Conta o Gênesis que Deus plantou “um jardim ao leste do Éden”, um jardim
cheio de “todo tipo de árvores lindas de ver e que davam bons frutos para comer e, no
meio desse jardim, a árvore da vida”. “No Éden”, continua o texto dizendo, “nascia um
rio que regava o jardim e, dali se dividia em quatro braços formando rios. Naquele
jardim do Leste havia flores estranhas, dotadas de rara vitalidade: cravos agressivos,
com um perfume de algum modo mortal; eram de cor vermelha que berravam uma
violenta beleza, ou brancos que recordavam o pequeno caixão de criança defunta. Havia
também violetas introvertidas e profundas, que se escondiam para poder captar o
próprio segredo e à diferença dos cravos, não gritavam nunca seu perfume: Violeta diz
levezas que não se podem dizer. Naquele jardim podia-se ver também margaridas
alegres, de graça infantil, orquídeas antipáticas, jasmins de mãos dadas e crisântemos de
profunda alegria que falavam através de sua cor e de seu despenteado porque o
crisântemo é flor que descabeladamente controla a própria selvageria. E havia também
rosas cujo perfume é mistério doido, que quando profundamente aspirado toca no fundo
íntimo do coração e deixa o interior do corpo inteiro perfumado.
É assim que Clarice Lispector nos descreve, em seu romance Água Viva, aquela
extraordinária floração do primeiro jardim, quando as plantas respiravam livremente
seguindo seus próprios impulsos, quando havia cavalos soltos e, de noite, o cavalo
branco rei da natureza lançava para o alto ar seu longo relincho de glória, quando o tigre
lambia suas fauces após ter devorado sua presa. Havia pássaros, nos diz a autora,
naquele lugar e, como místicos, levitavam com essa leveza que dá o desprender-se do
chão para entregar-se a um ar carregado de perfumes. E também um tronco luxurioso do
qual esta mulher, que passeia por essas extraordinárias folhagens da origem, afirma que
está ligado à raiz que penetra em nós na terra.
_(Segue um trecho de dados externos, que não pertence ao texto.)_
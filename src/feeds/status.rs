//! Status document: a flat JSON object of strings.

use std::collections::BTreeMap;

use crate::error::Result;

pub type StatusMap = BTreeMap<String, String>;

/// Fetches and decodes the status document at `url`.
pub async fn fetch_status(client: &reqwest::Client, url: &str) -> Result<StatusMap> {
    let status = client
        .get(url)
        .send()
        .await?
        .error_for_status()?
        .json::<StatusMap>()
        .await?;
    Ok(status)
}
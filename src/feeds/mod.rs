//! Feeds Module
//!
//! External sources shown on the home page, each served through its own
//! [`TtlCache`] so slow upstreams are hit at most once per TTL window.

mod commits;
mod status;

use std::time::Duration;

use serde::Serialize;
use tracing::info;

use crate::cache::{get_or_fetch, CacheStats, TtlCache};
use crate::config::{Config, FeedConfig};
use crate::error::{AppError, Result};

pub use commits::{fetch_commits, format_commit_date, parse_commits, Commit};
pub use status::{fetch_status, StatusMap};

/// Fixed cache key for the commit history.
pub const COMMITS_KEY: &str = "commits";

/// Statistics of every cache the feed service owns.
#[derive(Debug, Clone, Serialize)]
pub struct FeedCacheStats {
    pub status: CacheStats,
    pub commits: CacheStats,
}

// == Feed Service ==
/// Fetches home page sections through per-type caches.
#[derive(Debug, Clone)]
pub struct FeedService {
    client: reqwest::Client,
    feeds: FeedConfig,
    ttl: Duration,
    timeout: Duration,
    status_cache: TtlCache<StatusMap>,
    commit_cache: TtlCache<Vec<Commit>>,
}

impl FeedService {
    /// Builds the service around caches owned by the caller.
    pub fn new(
        config: &Config,
        status_cache: TtlCache<StatusMap>,
        commit_cache: TtlCache<Vec<Commit>>,
    ) -> Result<Self> {
        let client = reqwest::Client::builder()
            .user_agent(concat!(env!("CARGO_PKG_NAME"), "/", env!("CARGO_PKG_VERSION")))
            .timeout(config.upstream_timeout())
            .build()
            .map_err(|e| AppError::Internal(format!("failed to build HTTP client: {}", e)))?;

        Ok(Self {
            client,
            feeds: config.feeds.clone(),
            ttl: config.cache_ttl(),
            timeout: config.upstream_timeout(),
            status_cache,
            commit_cache,
        })
    }

    /// Current status, or `None` when no status source is configured.
    pub async fn status(&self) -> Result<Option<StatusMap>> {
        let Some(url) = self.feeds.status_url.as_deref() else {
            return Ok(None);
        };

        let status = get_or_fetch(&self.status_cache, url, self.ttl, self.timeout, || {
            info!("Fetching {}", url);
            fetch_status(&self.client, url)
        })
        .await?;
        Ok(Some(status))
    }

    /// Recent commits, or `None` when no commit query is configured.
    pub async fn commits(&self) -> Result<Option<Vec<Commit>>> {
        let Some(query) = self.feeds.github_query.as_deref() else {
            return Ok(None);
        };

        let commits = get_or_fetch(&self.commit_cache, COMMITS_KEY, self.ttl, self.timeout, || {
            info!("Fetching commits");
            fetch_commits(
                &self.client,
                &self.feeds.github_api_url,
                &self.feeds.github_token,
                query,
            )
        })
        .await?;
        Ok(Some(commits))
    }

    pub async fn stats(&self) -> FeedCacheStats {
        FeedCacheStats {
            status: self.status_cache.stats().await,
            commits: self.commit_cache.stats().await,
        }
    }
}
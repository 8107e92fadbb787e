//! Response DTOs for the web service API
//!
//! Defines the structure of outgoing HTTP response bodies.

use serde::Serialize;

use crate::cache::CacheStats;
use crate::feeds::{Commit, FeedCacheStats, StatusMap};

/// Response body for the home aggregate (GET /, GET /api/home)
///
/// Sections whose source is not configured are omitted.
#[derive(Debug, Clone, Serialize)]
pub struct HomeResponse {
    #[serde(skip_serializing_if = "Option::is_none")]
    pub status: Option<StatusMap>,
    #[serde(skip_serializing_if = "Option::is_none")]
    pub commits: Option<Vec<Commit>>,
}

/// Statistics of a single cache, as reported by GET /stats
#[derive(Debug, Clone, Serialize)]
pub struct CacheStatsResponse {
    /// Number of cache hits
    pub hits: u64,
    /// Number of cache misses
    pub misses: u64,
    /// Number of entries removed by sweeps
    pub expired_removed: u64,
    /// Number of sweep runs
    pub sweeps: u64,
    /// Current number of entries in cache
    pub total_entries: usize,
    /// Hit rate (hits / (hits + misses))
    pub hit_rate: f64,
}

impl From<CacheStats> for CacheStatsResponse {
    fn from(stats: CacheStats) -> Self {
        Self {
            hit_rate: stats.hit_rate(),
            hits: stats.hits,
            misses: stats.misses,
            expired_removed: stats.expired_removed,
            sweeps: stats.sweeps,
            total_entries: stats.total_entries,
        }
    }
}

/// Response body for the stats endpoint (GET /stats)
#[derive(Debug, Clone, Serialize)]
pub struct StatsResponse {
    pub status: CacheStatsResponse,
    pub commits: CacheStatsResponse,
}

impl From<FeedCacheStats> for StatsResponse {
    fn from(stats: FeedCacheStats) -> Self {
        Self {
            status: stats.status.into(),
            commits: stats.commits.into(),
        }
    }
}

/// Response body for the health endpoint (GET /health)
#[derive(Debug, Clone, Serialize)]
pub struct HealthResponse {
    /// Health status (e.g., "healthy")
    pub status: String,
    /// Current timestamp in ISO 8601 format
    pub timestamp: String,
}

impl HealthResponse {
    /// Creates a new HealthResponse with current timestamp
    pub fn healthy() -> Self {
        Self {
            status: "healthy".to_string(),
            timestamp: chrono::Utc::now().to_rfc3339(),
        }
    }
}

/// Error response body for all error conditions
#[derive(Debug, Clone, Serialize)]
pub struct ErrorResponse {
    /// Error message describing what went wrong
    pub error: String,
}

impl ErrorResponse {
    /// Creates a new ErrorResponse
    pub fn new(error: impl Into<String>) -> Self {
        Self {
            error: error.into(),
        }
    }
}
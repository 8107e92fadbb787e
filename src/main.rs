//! Le Monolithe - personal website backend
//!
//! Aggregates slow external feeds for the home page behind an in-memory TTL cache.

use std::net::SocketAddr;

use anyhow::Context;
use tokio::signal;
use tokio_util::sync::CancellationToken;
use tracing::info;
use tracing_subscriber::{layer::SubscriberExt, util::SubscriberInitExt};

use le_monolithe::api::create_router;
use le_monolithe::feeds::FeedService;
use le_monolithe::{AppState, Config, TtlCache};

/// Main entry point for the web service.
///
/// # Startup Sequence
/// 1. Initialize tracing subscriber for logging
/// 2. Load configuration from environment variables
/// 3. Create one cache per feed type, each with its sweep task
/// 4. Create Axum router with all endpoints
/// 5. Start HTTP server on configured port
/// 6. On SIGINT/SIGTERM stop the sweeps and drain the server
#[tokio::main]
async fn main() -> anyhow::Result<()> {
    // Defaults to "info" level, can be overridden with RUST_LOG env var
    tracing_subscriber::registry()
        .with(
            tracing_subscriber::EnvFilter::try_from_default_env()
                .unwrap_or_else(|_| "le_monolithe=info,tower_http=info".into()),
        )
        .with(tracing_subscriber::fmt::layer())
        .init();

    info!("Starting Le Monolithe");

    let config = Config::from_env();
    info!(
        "Configuration loaded: cache_ttl={}s, sweep_interval={}s, upstream_timeout={}s, port={}",
        config.cache_ttl, config.sweep_interval, config.upstream_timeout, config.server_port
    );

    let shutdown = CancellationToken::new();
    let (status_cache, status_sweep) = TtlCache::spawn(config.sweep_interval(), shutdown.clone());
    let (commit_cache, commit_sweep) = TtlCache::spawn(config.sweep_interval(), shutdown.clone());

    let feeds = FeedService::new(&config, status_cache, commit_cache)?;
    let app = create_router(AppState::new(feeds));

    let addr = SocketAddr::from(([0, 0, 0, 0], config.server_port));
    let listener = tokio::net::TcpListener::bind(addr)
        .await
        .with_context(|| format!("failed to bind {}", addr))?;
    info!("Server listening on http://{}", addr);

    axum::serve(listener, app)
        .with_graceful_shutdown(shutdown_signal(shutdown))
        .await
        .context("server error")?;

    status_sweep.await?;
    commit_sweep.await?;

    info!("Server shutdown complete");
    Ok(())
}

/// Waits for shutdown signal (Ctrl+C or SIGTERM), then cancels background tasks.
async fn shutdown_signal(shutdown: CancellationToken) {
    let ctrl_c = async {
        if let Err(e) = signal::ctrl_c().await {
            tracing::error!("Failed to install Ctrl+C handler: {}", e);
            std::future::pending::<()>().await;
        }
    };

    #[cfg(unix)]
    let terminate = async {
        match signal::unix::signal(signal::unix::SignalKind::terminate()) {
            Ok(mut sigterm) => {
                sigterm.recv().await;
            }
            Err(e) => {
                tracing::error!("Failed to install SIGTERM handler: {}", e);
                std::future::pending::<()>().await;
            }
        }
    };

    #[cfg(not(unix))]
    let terminate = std::future::pending::<()>();

    tokio::select! {
        _ = ctrl_c => {
            info!("Received Ctrl+C, initiating shutdown...");
        }
        _ = terminate => {
            info!("Received SIGTERM, initiating shutdown...");
        }
    }

    shutdown.cancel();
}
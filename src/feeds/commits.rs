//! Commit history from a GitHub-style GraphQL endpoint.

use chrono::DateTime;
use serde::{Deserialize, Serialize};
use serde_json::{json, Map, Value};

use crate::error::{AppError, Result};

/// Display format for commit timestamps, e.g. `Mar 04, 2024 17:30`.
const DISPLAY_FORMAT: &str = "%b %d, %Y %H:%M";

/// One commit node as returned by the query, decorated with repository info.
///
/// Fields the query selects beyond `committedDate` are kept verbatim in `fields`.
#[derive(Debug, Clone, PartialEq, Serialize, Deserialize)]
#[serde(rename_all = "camelCase")]
pub struct Commit {
    pub committed_date: String,
    #[serde(default)]
    pub formatted_committed_date: String,
    #[serde(default)]
    pub repository_name: String,
    #[serde(default)]
    pub repository_url: String,
    #[serde(flatten)]
    pub fields: Map<String, Value>,
}

#[derive(Debug, Deserialize)]
struct GraphQlResponse {
    data: Option<Data>,
    #[serde(default)]
    errors: Vec<GraphQlError>,
}

#[derive(Debug, Deserialize)]
struct GraphQlError {
    message: String,
}

#[derive(Debug, Deserialize)]
struct Data {
    viewer: Viewer,
}

#[derive(Debug, Deserialize)]
struct Viewer {
    repository: Repository,
}

#[derive(Debug, Deserialize)]
#[serde(rename_all = "camelCase")]
struct Repository {
    name: String,
    url: String,
    default_branch_ref: BranchRef,
}

#[derive(Debug, Deserialize)]
struct BranchRef {
    target: Target,
}

#[derive(Debug, Deserialize)]
struct Target {
    history: History,
}

#[derive(Debug, Deserialize)]
struct History {
    nodes: Vec<Commit>,
}

/// Runs `query` against `api_url` and returns the decorated commit list.
pub async fn fetch_commits(
    client: &reqwest::Client,
    api_url: &str,
    token: &str,
    query: &str,
) -> Result<Vec<Commit>> {
    let response = client
        .post(api_url)
        .bearer_auth(token)
        .json(&json!({ "query": query }))
        .send()
        .await?;

    if response.status() != reqwest::StatusCode::OK {
        return Err(AppError::Upstream(format!(
            "unexpected status code: {}",
            response.status().as_u16()
        )));
    }

    let body = response.bytes().await?;
    parse_commits(&body)
}

/// Decodes a GraphQL commit-history response body.
pub fn parse_commits(body: &[u8]) -> Result<Vec<Commit>> {
    let response: GraphQlResponse =
        serde_json::from_slice(body).map_err(|e| AppError::Decode(e.to_string()))?;

    let data = match response.data {
        Some(data) => data,
        None => {
            let messages: Vec<String> = response.errors.into_iter().map(|e| e.message).collect();
            return Err(AppError::Decode(format!(
                "response has no data: {}",
                messages.join("; ")
            )));
        }
    };

    let repository = data.viewer.repository;
    repository
        .default_branch_ref
        .target
        .history
        .nodes
        .into_iter()
        .map(|mut commit| -> Result<Commit> {
            commit.formatted_committed_date = format_commit_date(&commit.committed_date)?;
            commit.repository_name = repository.name.clone();
            commit.repository_url = repository.url.clone();
            Ok(commit)
        })
        .collect()
}

/// Reformats an RFC 3339 timestamp for display, keeping its own offset.
pub fn format_commit_date(raw: &str) -> Result<String> {
    let parsed = DateTime::parse_from_rfc3339(raw)
        .map_err(|e| AppError::Decode(format!("invalid committedDate {:?}: {}", raw, e)))?;
    Ok(parsed.format(DISPLAY_FORMAT).to_string())
}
O texto de Clarice convida a uma leitura como se esta fosse um ato de nadar ou
de deslizar sobre a água. Leitura na água porque o livro é um manancial de água viva
que brota como o pranto de um recém-nascido, com sua vitalidade e sua inocência; é
água correndo, voz escapando, abrindo sulcos no espaço do silêncio; é alento, fluído
sanguíneo circulando no incerto, no imenso organismo do Universo. O texto é uma
metáfora em si mesmo, uma metáfora que não é metáfora, mas água viva. A tentativa da
escritora não é traduzir para uma linguagem uma experiência, mas escrever com o
mesmo gesto, com o mesmo alento daquilo que quer expressar. Não há tradução, há
vida circulando em ondas, como a água e como a música, como a melodia que poderia
interpretar um quarteto de nervos.
A voz que nos fala em Água Viva, entoa uma melodia do tempo, inscrita no
silêncio ou numa dura parede de granito. Uma voz que bate ao compasso de um
coração. Uma voz que, igual que uma onda, se expande por um espaço silencioso, onde,
de tempos em tempos, consegue transformar-se em palavra, em partícula que não
tardará a dissolver-se novamente em um âmbito imenso e mudo.